Dataset entries
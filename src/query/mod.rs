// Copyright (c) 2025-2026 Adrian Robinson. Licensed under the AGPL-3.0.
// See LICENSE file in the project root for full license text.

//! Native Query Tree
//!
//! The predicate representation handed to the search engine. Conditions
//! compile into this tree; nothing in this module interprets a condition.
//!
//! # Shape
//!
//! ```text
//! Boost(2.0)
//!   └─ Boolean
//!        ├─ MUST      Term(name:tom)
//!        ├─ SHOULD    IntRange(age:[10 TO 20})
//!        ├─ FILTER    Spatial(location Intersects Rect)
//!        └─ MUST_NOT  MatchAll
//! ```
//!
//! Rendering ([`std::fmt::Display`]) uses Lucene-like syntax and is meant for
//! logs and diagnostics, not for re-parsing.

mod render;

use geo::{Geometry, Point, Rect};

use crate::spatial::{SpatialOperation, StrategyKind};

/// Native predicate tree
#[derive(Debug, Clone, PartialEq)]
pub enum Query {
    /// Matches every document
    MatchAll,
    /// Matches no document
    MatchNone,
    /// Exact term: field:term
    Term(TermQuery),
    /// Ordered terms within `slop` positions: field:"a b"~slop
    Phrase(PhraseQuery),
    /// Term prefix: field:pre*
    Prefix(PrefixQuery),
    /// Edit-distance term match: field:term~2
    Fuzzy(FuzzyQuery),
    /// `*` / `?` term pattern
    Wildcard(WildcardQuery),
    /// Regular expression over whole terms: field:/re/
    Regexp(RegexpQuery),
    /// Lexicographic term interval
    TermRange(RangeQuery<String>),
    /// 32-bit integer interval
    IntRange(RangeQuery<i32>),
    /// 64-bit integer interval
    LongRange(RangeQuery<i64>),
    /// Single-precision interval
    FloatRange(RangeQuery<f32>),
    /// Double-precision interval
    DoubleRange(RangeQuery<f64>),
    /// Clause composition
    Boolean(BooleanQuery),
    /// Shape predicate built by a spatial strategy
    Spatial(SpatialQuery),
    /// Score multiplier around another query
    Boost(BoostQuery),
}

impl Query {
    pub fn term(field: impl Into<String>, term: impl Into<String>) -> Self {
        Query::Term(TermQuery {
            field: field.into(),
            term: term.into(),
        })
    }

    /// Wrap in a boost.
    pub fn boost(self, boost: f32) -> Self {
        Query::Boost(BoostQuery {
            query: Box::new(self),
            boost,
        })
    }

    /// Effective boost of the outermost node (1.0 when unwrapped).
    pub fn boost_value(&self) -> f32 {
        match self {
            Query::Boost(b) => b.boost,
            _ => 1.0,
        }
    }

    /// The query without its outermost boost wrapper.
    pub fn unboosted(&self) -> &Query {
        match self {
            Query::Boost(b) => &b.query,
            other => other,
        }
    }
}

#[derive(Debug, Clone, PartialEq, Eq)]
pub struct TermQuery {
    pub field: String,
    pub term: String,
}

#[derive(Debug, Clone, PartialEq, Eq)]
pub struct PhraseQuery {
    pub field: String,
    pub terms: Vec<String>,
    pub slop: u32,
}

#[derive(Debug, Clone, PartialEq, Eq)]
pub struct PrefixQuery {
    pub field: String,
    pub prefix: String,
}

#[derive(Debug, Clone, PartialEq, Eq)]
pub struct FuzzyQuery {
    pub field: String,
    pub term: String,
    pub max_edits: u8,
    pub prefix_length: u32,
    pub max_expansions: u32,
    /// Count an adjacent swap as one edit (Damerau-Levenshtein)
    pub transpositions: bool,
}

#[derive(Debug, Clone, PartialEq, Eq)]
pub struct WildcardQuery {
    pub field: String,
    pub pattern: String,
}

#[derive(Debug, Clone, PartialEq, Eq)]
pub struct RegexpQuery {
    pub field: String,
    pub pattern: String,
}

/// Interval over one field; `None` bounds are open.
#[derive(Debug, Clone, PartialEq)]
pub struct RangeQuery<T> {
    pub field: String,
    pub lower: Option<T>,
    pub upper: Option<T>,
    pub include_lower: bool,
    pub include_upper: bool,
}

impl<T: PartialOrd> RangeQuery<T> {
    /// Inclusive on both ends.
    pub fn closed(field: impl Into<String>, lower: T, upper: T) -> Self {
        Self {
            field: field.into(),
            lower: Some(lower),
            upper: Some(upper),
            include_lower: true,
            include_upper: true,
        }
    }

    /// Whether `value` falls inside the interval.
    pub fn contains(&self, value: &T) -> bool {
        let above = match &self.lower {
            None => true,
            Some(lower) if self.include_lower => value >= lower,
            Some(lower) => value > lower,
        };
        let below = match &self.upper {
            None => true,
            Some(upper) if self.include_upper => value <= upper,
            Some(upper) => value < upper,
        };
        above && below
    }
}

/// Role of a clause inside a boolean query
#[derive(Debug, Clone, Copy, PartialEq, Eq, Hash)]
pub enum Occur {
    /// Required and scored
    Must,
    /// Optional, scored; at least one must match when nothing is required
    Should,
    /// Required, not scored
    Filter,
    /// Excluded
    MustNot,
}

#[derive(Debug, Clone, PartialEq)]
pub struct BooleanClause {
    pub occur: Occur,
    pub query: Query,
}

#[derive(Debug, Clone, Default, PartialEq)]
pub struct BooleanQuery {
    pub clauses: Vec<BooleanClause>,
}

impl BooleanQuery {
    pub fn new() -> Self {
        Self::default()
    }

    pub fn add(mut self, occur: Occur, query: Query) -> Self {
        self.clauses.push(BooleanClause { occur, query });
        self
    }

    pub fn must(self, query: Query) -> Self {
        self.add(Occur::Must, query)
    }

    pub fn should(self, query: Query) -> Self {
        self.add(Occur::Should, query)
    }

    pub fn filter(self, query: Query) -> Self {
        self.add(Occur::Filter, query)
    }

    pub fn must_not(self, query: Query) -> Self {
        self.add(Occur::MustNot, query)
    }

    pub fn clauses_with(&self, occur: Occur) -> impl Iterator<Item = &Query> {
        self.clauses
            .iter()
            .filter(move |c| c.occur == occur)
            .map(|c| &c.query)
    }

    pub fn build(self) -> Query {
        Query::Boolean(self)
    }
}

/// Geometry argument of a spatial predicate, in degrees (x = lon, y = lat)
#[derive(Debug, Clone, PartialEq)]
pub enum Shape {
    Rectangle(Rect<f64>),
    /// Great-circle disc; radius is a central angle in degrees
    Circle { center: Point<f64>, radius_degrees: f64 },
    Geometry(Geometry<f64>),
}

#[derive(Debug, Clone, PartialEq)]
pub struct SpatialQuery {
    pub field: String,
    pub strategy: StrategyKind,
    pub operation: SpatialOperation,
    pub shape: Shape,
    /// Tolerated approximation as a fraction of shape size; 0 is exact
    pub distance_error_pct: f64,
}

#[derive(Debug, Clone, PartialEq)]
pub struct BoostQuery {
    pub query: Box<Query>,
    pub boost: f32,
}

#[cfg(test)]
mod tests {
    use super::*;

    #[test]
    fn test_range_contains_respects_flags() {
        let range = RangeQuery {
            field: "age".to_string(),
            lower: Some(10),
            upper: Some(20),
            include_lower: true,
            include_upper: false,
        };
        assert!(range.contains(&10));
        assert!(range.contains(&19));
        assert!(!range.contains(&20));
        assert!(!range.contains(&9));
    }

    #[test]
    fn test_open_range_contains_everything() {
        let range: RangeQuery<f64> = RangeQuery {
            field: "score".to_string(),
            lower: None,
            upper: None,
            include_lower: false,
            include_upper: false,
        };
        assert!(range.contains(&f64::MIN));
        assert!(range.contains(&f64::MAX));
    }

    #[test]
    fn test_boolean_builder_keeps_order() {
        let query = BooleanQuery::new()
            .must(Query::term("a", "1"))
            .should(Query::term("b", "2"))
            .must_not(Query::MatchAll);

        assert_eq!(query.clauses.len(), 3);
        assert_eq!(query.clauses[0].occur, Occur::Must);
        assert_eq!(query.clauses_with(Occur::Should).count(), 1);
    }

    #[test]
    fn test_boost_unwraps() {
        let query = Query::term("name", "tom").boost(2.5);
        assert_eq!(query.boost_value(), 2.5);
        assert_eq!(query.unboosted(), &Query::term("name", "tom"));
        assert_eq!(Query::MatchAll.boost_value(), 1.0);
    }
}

● **Exercise requirements**
In the answer, give the lines from the first line of the data through the line with "term match: field:term~2", exactly as they appear and with no additions.

● **Your solution**
filename src/query/mod.rs
// Copyright (c) 2025-2026 Adrian Robinson. Licensed under the AGPL-3.0.
// See LICENSE file in the project root for full license text.

//! Native Query Tree
//!
//! The predicate representation handed to the search engine. Conditions
//! compile into this tree; nothing in this module interprets a condition.
//!
//! # Shape
//!
//! ```text
//! Boost(2.0)
//!   └─ Boolean
//!        ├─ MUST      Term(name:tom)
//!        ├─ SHOULD    IntRange(age:[10 TO 20})
//!        ├─ FILTER    Spatial(location Intersects Rect)
//!        └─ MUST_NOT  MatchAll
//! ```
//!
//! Rendering ([`std::fmt::Display`]) uses Lucene-like syntax and is meant for
//! logs and diagnostics, not for re-parsing.

mod render;

use geo::{Geometry, Point, Rect};

use crate::spatial::{SpatialOperation, StrategyKind};

/// Native predicate tree
#[derive(Debug, Clone, PartialEq)]
pub enum Query {
    /// Matches every document
    MatchAll,
    /// Matches no document
    MatchNone,
    /// Exact term: field:term
    Term(TermQuery),
    /// Ordered terms within `slop` positions: field:"a b"~slop
    Phrase(PhraseQuery),
    /// Term prefix: field:pre*
    Prefix(PrefixQuery),
    /// Edit-distance term match: field:term~2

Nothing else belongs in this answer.